**Source data**
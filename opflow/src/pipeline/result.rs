//! Outcome of one pipeline run.

use crate::core::OpOutput;
use crate::utils::Timestamp;
use serde::{Deserialize, Serialize};
use std::collections::HashMap;
use uuid::Uuid;

/// Result of executing a pipeline.
#[derive(Debug, Clone, Serialize, Deserialize)]
pub struct PipelineRunResult {
    /// Name of the pipeline that ran.
    pub pipeline_name: String,
    /// ID of the run.
    pub run_id: Uuid,
    /// Per-invocation outputs, keyed by identity.
    pub outputs: HashMap<String, OpOutput>,
    /// Whether every invocation ran and none failed.
    pub success: bool,
    /// Error message if the run did not succeed.
    #[serde(default, skip_serializing_if = "Option::is_none")]
    pub error: Option<String>,
    /// When execution started.
    pub started_at: Timestamp,
    /// When execution finished.
    pub finished_at: Timestamp,
    /// Total execution time in milliseconds.
    pub duration_ms: f64,
}

impl PipelineRunResult {
    /// Returns the output of one invocation.
    #[must_use]
    pub fn output(&self, identity: &str) -> Option<&OpOutput> {
        self.outputs.get(identity)
    }

    /// Returns the identities of failed invocations, sorted.
    #[must_use]
    pub fn failed_invocations(&self) -> Vec<&str> {
        let mut failed: Vec<&str> = self
            .outputs
            .iter()
            .filter(|(_, output)| output.is_failure())
            .map(|(identity, _)| identity.as_str())
            .collect();
        failed.sort_unstable();
        failed
    }
}

#[cfg(test)]
mod tests {
    use super::*;
    use crate::utils::now_utc;

    fn result_with(outputs: HashMap<String, OpOutput>) -> PipelineRunResult {
        let now = now_utc();
        PipelineRunResult {
            pipeline_name: "p".to_string(),
            run_id: Uuid::new_v4(),
            outputs,
            success: false,
            error: None,
            started_at: now,
            finished_at: now,
            duration_ms: 0.0,
        }
    }

    #[test]
    fn test_failed_invocations() {
        let mut outputs = HashMap::new();
        outputs.insert("b".to_string(), OpOutput::fail("x"));
        outputs.insert("a".to_string(), OpOutput::fail("y"));
        outputs.insert("c".to_string(), OpOutput::ok_empty());

        let result = result_with(outputs);
        assert_eq!(result.failed_invocations(), vec!["a", "b"]);
        assert!(result.output("c").unwrap().is_success());
        assert!(result.output("d").is_none());
    }

    #[test]
    fn test_serializes_timestamps() {
        let result = result_with(HashMap::new());
        let json = serde_json::to_value(&result).unwrap();
        assert!(json["started_at"].as_str().unwrap().contains('T'));
        assert!(json.get("error").is_none());
    }
}
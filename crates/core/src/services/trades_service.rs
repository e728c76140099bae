use crate::models::kpi::{ResultFilter, SideFilter, StatusFilter, TradeFilter, TradePage, TradeRow};
use crate::models::market::Tone;
use crate::models::signal::{Side, Signal, SignalStatus};
use crate::services::normalize_service::NormalizeService;

/// Filtering, ordering and paging for the trades table.
pub struct TradesService {
    normalize: NormalizeService,
}

impl TradesService {
    pub fn new() -> Self {
        Self {
            normalize: NormalizeService::new(),
        }
    }

    pub fn matches(&self, signal: &Signal, filter: &TradeFilter) -> bool {
        let status_ok = match filter.status {
            StatusFilter::All => true,
            StatusFilter::Open => signal.status == SignalStatus::Open,
            StatusFilter::Closed => signal.status == SignalStatus::Closed,
        };
        let side_ok = match filter.side {
            SideFilter::All => true,
            SideFilter::Long => signal.side == Some(Side::Long),
            SideFilter::Short => signal.side == Some(Side::Short),
        };
        let result_ok = match filter.result {
            ResultFilter::All => true,
            ResultFilter::Tp => signal.outcome_label().contains("TP"),
            ResultFilter::Sl => signal.outcome_label().contains("SL"),
        };
        status_ok && side_ok && result_ok
    }

    /// Filtered signals, newest first. Signals without a parseable time go last.
    pub fn filtered(&self, signals: &[Signal], filter: &TradeFilter) -> Vec<TradeRow> {
        let mut rows: Vec<TradeRow> = signals
            .iter()
            .filter(|s| self.matches(s, filter))
            .map(|s| self.to_row(s))
            .collect();
        rows.sort_by(|a, b| b.timestamp.cmp(&a.timestamp));
        rows
    }

    pub fn total_pages(&self, records: usize, page_size: usize) -> usize {
        records.div_ceil(page_size.max(1)).max(1)
    }

    /// One-based page of the filtered table; `page` is clamped into range.
    pub fn page(
        &self,
        signals: &[Signal],
        filter: &TradeFilter,
        page: usize,
        page_size: usize,
    ) -> TradePage {
        let rows = self.filtered(signals, filter);
        let size = page_size.max(1);
        let total_pages = self.total_pages(rows.len(), size);
        let page = page.clamp(1, total_pages);
        let total_records = rows.len();

        let rows = rows.into_iter().skip((page - 1) * size).take(size).collect();
        TradePage {
            page,
            total_pages,
            total_records,
            rows,
        }
    }

    /// Status text and tone: `OPEN / LONG`, `CLOSED / TP`, ...
    pub fn status_label(&self, signal: &Signal) -> (String, Tone) {
        let base = match &signal.status {
            SignalStatus::Other(s) if s.is_empty() => "—".to_string(),
            other => other.to_string(),
        };
        match signal.status {
            SignalStatus::Open => match signal.side {
                Some(Side::Long) => (format!("{base} / LONG"), Tone::Positive),
                Some(Side::Short) => (format!("{base} / SHORT"), Tone::Negative),
                None => (base, Tone::Neutral),
            },
            SignalStatus::Closed => {
                let outcome = signal.outcome_label();
                if outcome.contains("TP") {
                    (format!("{base} / TP"), Tone::Positive)
                } else if outcome.contains("SL") {
                    (format!("{base} / SL"), Tone::Negative)
                } else {
                    (base, Tone::Neutral)
                }
            }
            SignalStatus::Other(_) => (base, Tone::Neutral),
        }
    }

    fn to_row(&self, signal: &Signal) -> TradeRow {
        let (status_label, status_tone) = self.status_label(signal);
        TradeRow {
            timestamp: signal
                .raw_time()
                .and_then(|v| self.normalize.parse_timestamp(v)),
            status_label,
            status_tone,
            signal: signal.clone(),
        }
    }
}

impl Default for TradesService {
    fn default() -> Self {
        Self::new()
    }
}
use thiserror::Error;

/// Unified error type for the entire signals-dashboard-core library.
/// Every fallible public function returns `Result<T, CoreError>`.
#[derive(Debug, Clone, Error)]
pub enum CoreError {
    // ── Transport ───────────────────────────────────────────────────
    #[error("Network error: {0}")]
    Network(String),

    #[error("Request timed out: {url}")]
    Timeout { url: String },

    #[error("HTTP {status} for {url}")]
    HttpStatus { url: String, status: u16 },

    // ── Data ────────────────────────────────────────────────────────
    #[error("Deserialization error: {0}")]
    Deserialization(String),

    // ── File I/O (native only) ──────────────────────────────────────
    #[error("File I/O error: {0}")]
    FileIO(String),

    // ── Loading ─────────────────────────────────────────────────────
    #[error("Load failed: no candidate served {file}")]
    LoadFailed { file: String },

    // ── Configuration / validation ──────────────────────────────────
    #[error("Invalid configuration: {0}")]
    Config(String),

    #[error("Validation failed: {0}")]
    ValidationError(String),
}

impl CoreError {
    /// `true` for failures the loaders treat as a soft miss
    /// (try the next candidate instead of giving up).
    #[must_use]
    pub fn is_soft_miss(&self) -> bool {
        matches!(
            self,
            CoreError::Network(_)
                | CoreError::Timeout { .. }
                | CoreError::HttpStatus { .. }
                | CoreError::Deserialization(_)
                | CoreError::FileIO(_)
        )
    }
}

// ── Conversion helpers (From impls) ─────────────────────────────────

impl From<std::io::Error> for CoreError {
    fn from(e: std::io::Error) -> Self {
        CoreError::FileIO(e.to_string())
    }
}

impl From<serde_json::Error> for CoreError {
    fn from(e: serde_json::Error) -> Self {
        CoreError::Deserialization(e.to_string())
    }
}

impl From<reqwest::Error> for CoreError {
    fn from(e: reqwest::Error) -> Self {
        // Requests carry a cache-busting query; keep it out of messages.
        let msg = e.to_string();
        let sanitized = strip_query(&msg);
        if e.is_timeout() {
            let url = e
                .url()
                .map(|u| strip_query(u.as_str()))
                .unwrap_or_else(|| sanitized.clone());
            return CoreError::Timeout { url };
        }
        if let Some(status) = e.status() {
            return CoreError::HttpStatus {
                url: e
                    .url()
                    .map(|u| strip_query(u.as_str()))
                    .unwrap_or_default(),
                status: status.as_u16(),
            };
        }
        CoreError::Network(sanitized)
    }
}

/// Drop everything from the first `?` on, marking the cut.
pub(crate) fn strip_query(text: &str) -> String {
    match text.find('?') {
        Some(idx) => format!("{}?<query redacted>", &text[..idx]),
        None => text.to_string(),
    }
}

**What you need to do**
If a line contains the word "struct", it counts; say how many such lines there are in the data above, and nothing else.

**Answer to this exercise**
2